Hemodialysis Access Maintenance: Case 3. Ken U. Ekechukwu, MD, MPH, FACP.

I use this case to illustrate when to end an intervention and avoid harming the patient. “Better is the enemy of good” is a truism among interventional radiologists. In trying to improve the outcome of an intervention by doing more, terrible things may happen and foul earlier efforts.

This was a patient with a failed arteriovenous fistula (AVF) between the proximal left brachial vein and the distal left brachial artery. Pullback venogram recorded from the central veins to the mid left brachial vein revealed normal central veins, a smooth, short critical stenosis of the distal left brachial vein, and clot in the proximal left brachial vein.

After pharmachomechanically clearing the thrombosed proximal segment of the venous limb of the fistula, I used a non-compliant balloon to dilate the distal stenosis. It is conventional to oversize balloons for venoplasty by 10% to 20% in recognition of the odd behavior of the scar tissue and abnormal smooth muscle encircling the strictured venous segment, at the same time being careful to avoid rupturing the vein during the inflation. It is common knowledge that the shadow of the lumen of the treated segment is often cosmetically unappealing soon after angioplasty and there is urge to improve such appearance by inflating the segment with larger balloons. It is not uncommon that such zeal is rewarded with a tear or rupture of the vein.

If this happens one may do one of a few things:

  1. They may tamponade the bleeding by inflating a balloon across the tear for a few minutes. This may be sufficient, but risks re-thrombosing the proximal segment of the vein if it has already been cleared of clot. In fact this is one reason some interventionists address downstream venous stenoses before clearing clot in the proximal venous limb.
  2. If balloon tamponade does not stop the bleeding, the access can be intentionally re-thrombosed by compressing the portion of the vein (or graft) proximal to the tear. This should be a last resort and should be done only when isolating the injury with a covered stent is infeasible.
  3. If a covered stent is available and balloon tamponade of the tear has failed, the tear may be isolated from the circulation with a covered stent.
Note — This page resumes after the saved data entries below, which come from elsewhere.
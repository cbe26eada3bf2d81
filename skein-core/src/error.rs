//! Evaluation Errors
//!
//! A node function may legitimately fail (a missing input, a tool that
//! returned non-zero). Such failures are not graph corruption: they are
//! carried on the node exactly like a value and propagate to dependents
//! through the ordinary signaling path. The engine never inspects the
//! payload beyond presence and transience.
//!
//! Contract violations (double finalization, excess signals, mismatched
//! group sizes, ...) are a different tier entirely: they indicate a bug in
//! the calling evaluator and panic immediately rather than being modeled
//! here.

use thiserror::Error;

/// Whether an evaluation error is expected to persist across builds.
#[derive(Debug, Clone, Copy, PartialEq, Eq, Hash)]
pub enum Transience {
    /// The error will recur until an input changes (e.g. a missing file).
    Persistent,

    /// The error may resolve on its own; retry on the next build
    /// (e.g. a flaky remote fetch).
    Transient,
}

/// A structured error produced by a node function.
///
/// Stored on a finalized node in place of a value. Dependents observe that
/// their dependency is done-with-error; how to surface or short-circuit is
/// the evaluator's decision, not the engine's.
#[derive(Debug, Clone, PartialEq, Eq, Error)]
#[error("{message}")]
pub struct EvalError {
    message: String,
    transience: Transience,
}

impl EvalError {
    /// Create an error with an explicit transience classification.
    pub fn new(message: impl Into<String>, transience: Transience) -> Self {
        Self {
            message: message.into(),
            transience,
        }
    }

    /// Create a persistent error.
    pub fn persistent(message: impl Into<String>) -> Self {
        Self::new(message, Transience::Persistent)
    }

    /// Create a transient error.
    pub fn transient(message: impl Into<String>) -> Self {
        Self::new(message, Transience::Transient)
    }

    /// The human-readable failure description.
    pub fn message(&self) -> &str {
        &self.message
    }

    /// The transience classification.
    pub fn transience(&self) -> Transience {
        self.transience
    }
}
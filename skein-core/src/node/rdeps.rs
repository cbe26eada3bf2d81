//! Reverse Dependency Set
//!
//! Back-edges from a node to the parents that requested it, used to decide
//! whom to notify when the node completes or is invalidated.
//!
//! Two retention modes:
//!
//! - **Keep edges**: parents are retained after the node finishes, so a
//!   later invalidation can walk back up the graph. Required for
//!   incremental re-builds.
//!
//! - **Discard edges**: parents are held only while the node is
//!   evaluating (they must still be signaled on completion) and dropped
//!   once it finishes. Cheaper for one-shot builds that will never be
//!   invalidated.
//!
//! A given parent may register at most once between evaluation starts;
//! duplicates are contract violations and panic.

use indexmap::IndexSet;

use super::key::NodeKey;

/// Whether reverse-dependency edges survive node completion.
#[derive(Debug, Clone, Copy, PartialEq, Eq)]
pub enum EdgeRetention {
    /// Retain reverse edges on done nodes (incremental builds).
    KeepEdges,

    /// Drop reverse edges once the node is done (one-shot builds).
    DiscardEdges,
}

/// The reverse dependents of one node.
#[derive(Debug)]
pub struct ReverseDeps<K>
where
    K: NodeKey,
{
    retention: EdgeRetention,

    /// Parents that registered during the current evaluation attempt and
    /// are waiting to be signaled when it completes.
    pending: IndexSet<K>,

    /// Parents retained across builds. Empty under `DiscardEdges`.
    retained: IndexSet<K>,
}

impl<K> ReverseDeps<K>
where
    K: NodeKey,
{
    pub fn new(retention: EdgeRetention) -> Self {
        Self {
            retention,
            pending: IndexSet::new(),
            retained: IndexSet::new(),
        }
    }

    pub fn retention(&self) -> EdgeRetention {
        self.retention
    }

    /// Register `parent` as waiting on this node's current evaluation.
    ///
    /// A parent already retained from a previous build moves back to the
    /// waiting set so it is signaled again on completion. Panics if the
    /// parent already registered during this attempt.
    pub fn register(&mut self, parent: K) {
        self.retained.shift_remove(&parent);
        let inserted = self.pending.insert(parent);
        assert!(inserted, "duplicate reverse dep registered in one evaluation");
    }

    /// Record `parent` on an already-done node (`KeepEdges` only).
    pub fn register_done(&mut self, parent: K) {
        debug_assert_eq!(self.retention, EdgeRetention::KeepEdges);
        let inserted = self.retained.insert(parent);
        assert!(inserted, "duplicate reverse dep registered on done node");
    }

    /// Remove a retained reverse edge. Panics if the edge is absent.
    pub fn remove(&mut self, parent: &K) {
        let removed = self.retained.shift_remove(parent);
        assert!(removed, "removed reverse dep {parent:?} was never added");
    }

    /// Finish the current attempt: return the waiting parents, folding
    /// them into the retained set when edges are kept.
    pub fn drain_pending(&mut self) -> Vec<K> {
        let pending: Vec<K> = self.pending.drain(..).collect();
        if self.retention == EdgeRetention::KeepEdges {
            self.retained.extend(pending.iter().cloned());
        }
        pending
    }

    /// The retained reverse dependents, in registration order.
    pub fn retained(&self) -> Vec<K> {
        self.retained.iter().cloned().collect()
    }

    /// Whether `parent` is currently known, either waiting or retained.
    pub fn contains(&self, parent: &K) -> bool {
        self.pending.contains(parent) || self.retained.contains(parent)
    }
}

#[cfg(test)]
mod tests {
    use super::*;

    #[test]
    fn drain_returns_registration_order() {
        let mut rdeps = ReverseDeps::new(EdgeRetention::KeepEdges);
        rdeps.register("mother");
        rdeps.register("father");

        assert_eq!(rdeps.drain_pending(), vec!["mother", "father"]);
        assert_eq!(rdeps.retained(), vec!["mother", "father"]);
    }

    #[test]
    fn discard_edges_keeps_nothing_after_drain() {
        let mut rdeps = ReverseDeps::new(EdgeRetention::DiscardEdges);
        rdeps.register("parent");

        assert_eq!(rdeps.drain_pending(), vec!["parent"]);
        assert!(rdeps.retained().is_empty());
    }

    #[test]
    #[should_panic(expected = "duplicate reverse dep")]
    fn duplicate_registration_panics() {
        let mut rdeps = ReverseDeps::new(EdgeRetention::KeepEdges);
        rdeps.register("parent");
        rdeps.register("parent");
    }

    #[test]
    fn retained_parent_may_reregister_after_new_attempt() {
        let mut rdeps = ReverseDeps::new(EdgeRetention::KeepEdges);
        rdeps.register("parent");
        rdeps.drain_pending();

        // The parent re-requests during a later re-evaluation.
        rdeps.register("parent");
        assert_eq!(rdeps.drain_pending(), vec!["parent"]);
        assert_eq!(rdeps.retained(), vec!["parent"]);
    }

    #[test]
    #[should_panic(expected = "never added")]
    fn removing_absent_reverse_dep_panics() {
        let mut rdeps: ReverseDeps<&str> = ReverseDeps::new(EdgeRetention::KeepEdges);
        rdeps.remove(&"ghost");
    }

    #[test]
    fn remove_deletes_retained_edge() {
        let mut rdeps = ReverseDeps::new(EdgeRetention::KeepEdges);
        rdeps.register("parent");
        rdeps.drain_pending();

        rdeps.remove(&"parent");
        assert!(!rdeps.contains(&"parent"));
    }
}
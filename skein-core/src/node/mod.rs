//! The Per-Node Engine
//!
//! Everything that lives inside one node entry: the key contract, the
//! dependency-group tracker, the reverse-dependency set, the in-flight
//! attempt bookkeeping, and the entry state machine that ties them
//! together.
//!
//! The engine never decides *what* to compute or *when* to run it. It only
//! maintains correct, race-free bookkeeping: which dependencies an attempt
//! requested, who is waiting on the node, whether a signal unblocked it,
//! and whether a dirty node really changed.

mod building;
mod deps;
mod entry;
mod key;
mod rdeps;

pub use building::{DirtyKind, DirtyState};
pub use deps::GroupedDeps;
pub use entry::{DependencyState, NodeEntry};
pub use key::NodeKey;
pub use rdeps::{EdgeRetention, ReverseDeps};
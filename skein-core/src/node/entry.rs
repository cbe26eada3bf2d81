//! Node Entry State Machine
//!
//! The per-key record combining dependency groups, reverse dependents,
//! version bookkeeping, and the dirty/readiness state machine. This is the
//! full lifecycle contract of a node:
//!
//! 1. A parent (or an untracked top-level request) registers interest via
//!    [`add_reverse_dep_and_check_if_done`](NodeEntry::add_reverse_dep_and_check_if_done);
//!    the first registration flips the entry to evaluating and tells the
//!    caller to schedule it.
//!
//! 2. The in-flight computation accumulates dependency groups; each
//!    completed dependency posts [`signal_dep`](NodeEntry::signal_dep),
//!    and the entry reports when the node is unblocked.
//!
//! 3. [`set_value`](NodeEntry::set_value) finalizes the node with exactly
//!    one of value or error and hands back the parents to notify.
//!
//! 4. An invalidation source later calls
//!    [`mark_dirty`](NodeEntry::mark_dirty); the entry either re-verifies
//!    clean at a new version or is rebuilt.
//!
//! # Thread Safety
//!
//! Each entry owns an independent mutex; every public operation is one
//! atomic bookkeeping section and no lock is held across a suspension
//! point. Unrelated nodes never contend. The entry never computes and
//! never blocks: waiting for dependencies is the evaluator's cooperative
//! re-enqueue loop, driven by the booleans returned here.
//!
//! # Contract Violations
//!
//! Misuse by the caller (double finalization, excess signals, duplicate
//! registrations, dirtying mid-evaluation) indicates evaluator bugs, not
//! runtime conditions, and panics immediately.

use std::mem;

use parking_lot::Mutex;
use tracing::{debug, trace};

use crate::error::EvalError;
use crate::graph::Version;

use super::building::{BuildingState, DirtyKind, DirtyState};
use super::key::NodeKey;
use super::rdeps::{EdgeRetention, ReverseDeps};

/// Result of registering a dependent on a node.
#[derive(Debug, Clone, Copy, PartialEq, Eq)]
pub enum DependencyState {
    /// First request on a node not currently evaluating; the caller must
    /// enqueue it.
    NeedsScheduling,

    /// Another request is already driving evaluation.
    AlreadyEvaluating,

    /// The value is already available.
    Done,
}

/// A finalized node outcome: exactly one of value or error.
#[derive(Debug)]
enum Outcome<V> {
    Value(V),
    Error(EvalError),
}

/// Lifecycle of the entry.
#[derive(Debug)]
enum Lifecycle<V> {
    /// Never finalized.
    New,

    /// Finalized; the outcome is current.
    Done(Outcome<V>),

    /// Previously finalized, then invalidated; the stale outcome is
    /// retained for possible clean re-stamping.
    Dirty(Outcome<V>),
}
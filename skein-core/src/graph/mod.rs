//! The Shared Graph
//!
//! This module holds the process-wide pieces of the engine: the
//! key-addressed node table and the monotonic build version clock.
//!
//! # Design Decisions
//!
//! 1. The graph is a map from key to entry, with all cross-node references
//!    expressed as key lookups. Nodes never own each other, so the
//!    cyclic-by-reference dependency structure creates no ownership
//!    cycles.
//!
//! 2. The table is an explicit object passed to the evaluator, not ambient
//!    global state. Its lifetime is one build invocation, or many if the
//!    caller retains it for incremental re-builds.
//!
//! 3. Versions are compared, never interpreted: a node completed at a
//!    strictly greater version than its dependent's last build is a real
//!    change; anything else is mere re-evaluation.

mod table;
mod version;

pub use table::NodeTable;
pub use version::{Version, VersionClock};
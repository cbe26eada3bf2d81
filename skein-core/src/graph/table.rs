//! Node Table
//!
//! The only shared mutable resource in the engine: a concurrent map from
//! key to node entry. Entries are created lazily on first lookup, safely
//! under concurrent first-access from multiple parents, and live as long
//! as the table (there is no per-node deletion).
//!
//! The table itself holds no evaluation logic. Per-node synchronization
//! lives inside each entry; the table's sharded map only mediates entry
//! creation and lookup, so unrelated nodes are evaluated in parallel with
//! no shared lock.

use std::sync::Arc;

use dashmap::DashMap;
use tracing::debug;

use crate::node::{EdgeRetention, NodeEntry, NodeKey};

/// A shared, key-addressed table of node entries.
///
/// Its lifetime is one build invocation, or several if the caller retains
/// it across incremental builds. Cloneable handles are not provided; share
/// the table itself behind an `Arc`.
#[derive(Debug)]
pub struct NodeTable<K, V>
where
    K: NodeKey,
{
    nodes: DashMap<K, Arc<NodeEntry<K, V>>>,

    /// Applied to every entry this table creates.
    retention: EdgeRetention,
}

impl<K, V> NodeTable<K, V>
where
    K: NodeKey,
    V: Clone,
{
    pub fn new(retention: EdgeRetention) -> Self {
        Self {
            nodes: DashMap::new(),
            retention,
        }
    }

    pub fn retention(&self) -> EdgeRetention {
        self.retention
    }

    /// Look up the entry for `key`, creating it in the default undirtied
    /// state on first access.
    pub fn get_or_create(&self, key: &K) -> Arc<NodeEntry<K, V>> {
        let entry = self.nodes.entry(key.clone()).or_insert_with(|| {
            debug!(?key, "node entry created");
            Arc::new(NodeEntry::new(key.clone(), self.retention))
        });
        Arc::clone(entry.value())
    }

    /// Look up an existing entry without creating one.
    pub fn get(&self, key: &K) -> Option<Arc<NodeEntry<K, V>>> {
        self.nodes.get(key).map(|entry| Arc::clone(entry.value()))
    }

    pub fn len(&self) -> usize {
        self.nodes.len()
    }

    pub fn is_empty(&self) -> bool {
        self.nodes.is_empty()
    }
}

#[cfg(test)]
mod tests {
    use super::*;
    use std::thread;

    #[test]
    fn get_or_create_returns_same_entry() {
        let table: NodeTable<&str, i32> = NodeTable::new(EdgeRetention::KeepEdges);
        let first = table.get_or_create(&"node");
        let second = table.get_or_create(&"node");

        assert!(Arc::ptr_eq(&first, &second));
        assert_eq!(table.len(), 1);
    }

    #[test]
    fn get_does_not_create() {
        let table: NodeTable<&str, i32> = NodeTable::new(EdgeRetention::KeepEdges);
        assert!(table.get(&"missing").is_none());
        assert!(table.is_empty());
    }

    #[test]
    fn concurrent_first_access_creates_one_entry() {
        let table: Arc<NodeTable<String, i32>> =
            Arc::new(NodeTable::new(EdgeRetention::KeepEdges));

        let handles: Vec<_> = (0..8)
            .map(|_| {
                let table = Arc::clone(&table);
                thread::spawn(move || table.get_or_create(&"contended".to_string()))
            })
            .collect();

        let entries: Vec<_> = handles.into_iter().map(|h| h.join().unwrap()).collect();
        assert_eq!(table.len(), 1);
        for entry in &entries[1..] {
            assert!(Arc::ptr_eq(&entries[0], entry));
        }
    }
}
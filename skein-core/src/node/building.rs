//! In-Flight Attempt Bookkeeping
//!
//! A node that is not done carries a `BuildingState`: the dirty/readiness
//! state machine for the current evaluation attempt. It owns the attempt's
//! dependency groups, the outstanding-unsignaled counter (including
//! external, unkeyed dependencies), the change flag fed by version
//! comparison, and — for a dirty node being re-validated — the cursor over
//! the previous build's dependency groups.
//!
//! The signaling protocol is commutative: signals for one node may arrive
//! from any thread in any order, and the final unblocked determination
//! depends only on how many arrived, never on their order. The caller
//! (the node entry) serializes access with its per-node lock.

use super::deps::GroupedDeps;
use super::key::NodeKey;

/// How a done node was marked dirty.
#[derive(Debug, Clone, Copy, PartialEq, Eq)]
pub enum DirtyKind {
    /// A dependency changed upstream; prior dependencies must be
    /// re-checked for actual change before recomputing.
    MayHaveChanged,

    /// Recompute unconditionally, skipping re-validation. Used for
    /// externally-forced invalidation such as a detected side effect.
    ForceRebuild,
}

/// What the evaluator must do with a dirty, not-yet-finalized node.
#[derive(Debug, Clone, Copy, PartialEq, Eq)]
pub enum DirtyState {
    /// Prior dependencies must be re-checked for actual change.
    CheckDependencies,

    /// A prior dependency really changed; the node must recompute.
    NeedsRebuilding,

    /// Re-validation is skipped; the node must recompute unconditionally.
    NeedsForcedRebuilding,

    /// The node is actively recomputing.
    Rebuilding,

    /// Every prior dependency was re-checked and none changed: the node
    /// may be re-stamped clean at the new version without recomputing.
    VerifiedClean,
}

/// Bookkeeping for one evaluation attempt.
#[derive(Debug)]
pub(crate) struct BuildingState<K>
where
    K: NodeKey,
{
    /// Current dirty state. `VerifiedClean` is never stored; it is
    /// derived in [`dirty_state`](Self::dirty_state).
    state: DirtyState,

    /// Whether this attempt is known to produce a different value than the
    /// previous build (always true for a first build or forced rebuild).
    changed: bool,

    /// Dependencies requested so far in this attempt, grouped and ordered.
    deps: GroupedDeps<K>,

    /// How many dependency completions have been signaled.
    signaled: usize,

    /// Tracked-but-unkeyed dependencies outside the graph. Counted toward
    /// the unblocking counter, invisible to the group tracker.
    external_deps: usize,

    /// Dependency groups of the previous completed build, re-checked one
    /// group at a time while in `CheckDependencies`.
    prior_groups: Vec<Vec<K>>,
    next_prior_group: usize,
}

impl<K> BuildingState<K>
where
    K: NodeKey,
{
    /// State for a node that has never been built.
    pub(crate) fn new_initial(partial_reevaluation: bool) -> Self {
        Self {
            state: DirtyState::NeedsRebuilding,
            changed: true,
            deps: Self::new_deps(partial_reevaluation),
            signaled: 0,
            external_deps: 0,
            prior_groups: Vec::new(),
            next_prior_group: 0,
        }
    }

    /// State for a previously-done node just marked dirty.
    pub(crate) fn new_dirty(
        kind: DirtyKind,
        prior_groups: Vec<Vec<K>>,
        partial_reevaluation: bool,
    ) -> Self {
        let (state, changed) = match kind {
            DirtyKind::MayHaveChanged => (DirtyState::CheckDependencies, false),
            DirtyKind::ForceRebuild => (DirtyState::NeedsForcedRebuilding, true),
        };
        Self {
            state,
            changed,
            deps: Self::new_deps(partial_reevaluation),
            signaled: 0,
            external_deps: 0,
            prior_groups,
            next_prior_group: 0,
        }
    }

    fn new_deps(partial_reevaluation: bool) -> GroupedDeps<K> {
        if partial_reevaluation {
            GroupedDeps::new_with_hash_set()
        } else {
            GroupedDeps::new_list()
        }
    }

    pub(crate) fn deps(&self) -> &GroupedDeps<K> {
        &self.deps
    }

    pub(crate) fn deps_mut(&mut self) -> &mut GroupedDeps<K> {
        &mut self.deps
    }

    pub(crate) fn add_external_dep(&mut self) {
        self.external_deps += 1;
    }

    fn requested(&self) -> usize {
        self.deps.num_deps() + self.external_deps
    }

    pub(crate) fn has_unsignaled_deps(&self) -> bool {
        self.signaled < self.requested()
    }

    pub(crate) fn is_changed(&self) -> bool {
        self.changed
    }

    /// Record one dependency completion.
    ///
    /// Returns `true` when every requested dependency has now signaled.
    /// Panics if more completions arrive than dependencies were requested.
    pub(crate) fn signal(&mut self, child_changed: bool) -> bool {
        assert!(
            self.signaled < self.requested(),
            "dependency signaled with no outstanding deps ({} requested)",
            self.requested(),
        );
        self.signaled += 1;
        if child_changed {
            self.changed = true;
            if self.state == DirtyState::CheckDependencies {
                self.state = DirtyState::NeedsRebuilding;
            }
        }
        self.signaled == self.requested()
    }

    /// The effective dirty state, deriving `VerifiedClean` once every
    /// prior group has been re-checked without a change.
    pub(crate) fn dirty_state(&self) -> DirtyState {
        if self.state == DirtyState::CheckDependencies
            && self.next_prior_group == self.prior_groups.len()
            && !self.has_unsignaled_deps()
        {
            DirtyState::VerifiedClean
        } else {
            self.state
        }
    }

    /// The next group of prior dependencies to re-check, advancing the
    /// cursor. `None` once all groups have been handed out.
    pub(crate) fn next_dirty_deps(&mut self) -> Option<Vec<K>> {
        assert_eq!(
            self.state,
            DirtyState::CheckDependencies,
            "requested dirty deps of a node not checking dependencies",
        );
        let group = self.prior_groups.get(self.next_prior_group)?.clone();
        self.next_prior_group += 1;
        Some(group)
    }

    /// Transition `NeedsRebuilding` to `Rebuilding`.
    pub(crate) fn mark_rebuilding(&mut self) {
        assert_eq!(
            self.state,
            DirtyState::NeedsRebuilding,
            "marked rebuilding from {:?}",
            self.state,
        );
        self.state = DirtyState::Rebuilding;
    }

    /// Transition `NeedsForcedRebuilding` to `Rebuilding`.
    pub(crate) fn force_rebuild(&mut self) {
        assert_eq!(
            self.state,
            DirtyState::NeedsForcedRebuilding,
            "force-rebuilt from {:?}",
            self.state,
        );
        self.state = DirtyState::Rebuilding;
        self.changed = true;
    }

    /// Escalate an already-dirty node to a forced rebuild. Idempotent.
    pub(crate) fn escalate_to_forced(&mut self) {
        self.state = DirtyState::NeedsForcedRebuilding;
        self.changed = true;
    }

    /// Discard the attempt's accumulated dependency state after an
    /// interruption, keeping the node restartable from scratch.
    pub(crate) fn reset_attempt(&mut self) {
        let partial = self.deps.uses_hash_set();
        self.deps = Self::new_deps(partial);
        self.signaled = 0;
        self.external_deps = 0;
        self.next_prior_group = 0;
    }
}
It is preferable to avoid such complication by accepting some irregularity and residual stenosis (<30%) of the vein after angioplasty, recognizing that some of the spasm is physiologic response to the balloon inflation that resolves on its own or after intravenous injection of nitroglycerin. In addition, noting the presence of certain features that prove adequate intervention may be reassuring reason to end the procedure. These include:

  1. Resolution of collaterals associated with the stenosis before the intervention(s).
  2. Palpating a pulse or feeling a thrill where none was present before.
  3. Observing improved rate of venous flow on the post-intervention examination relative to the pre-intervention examination.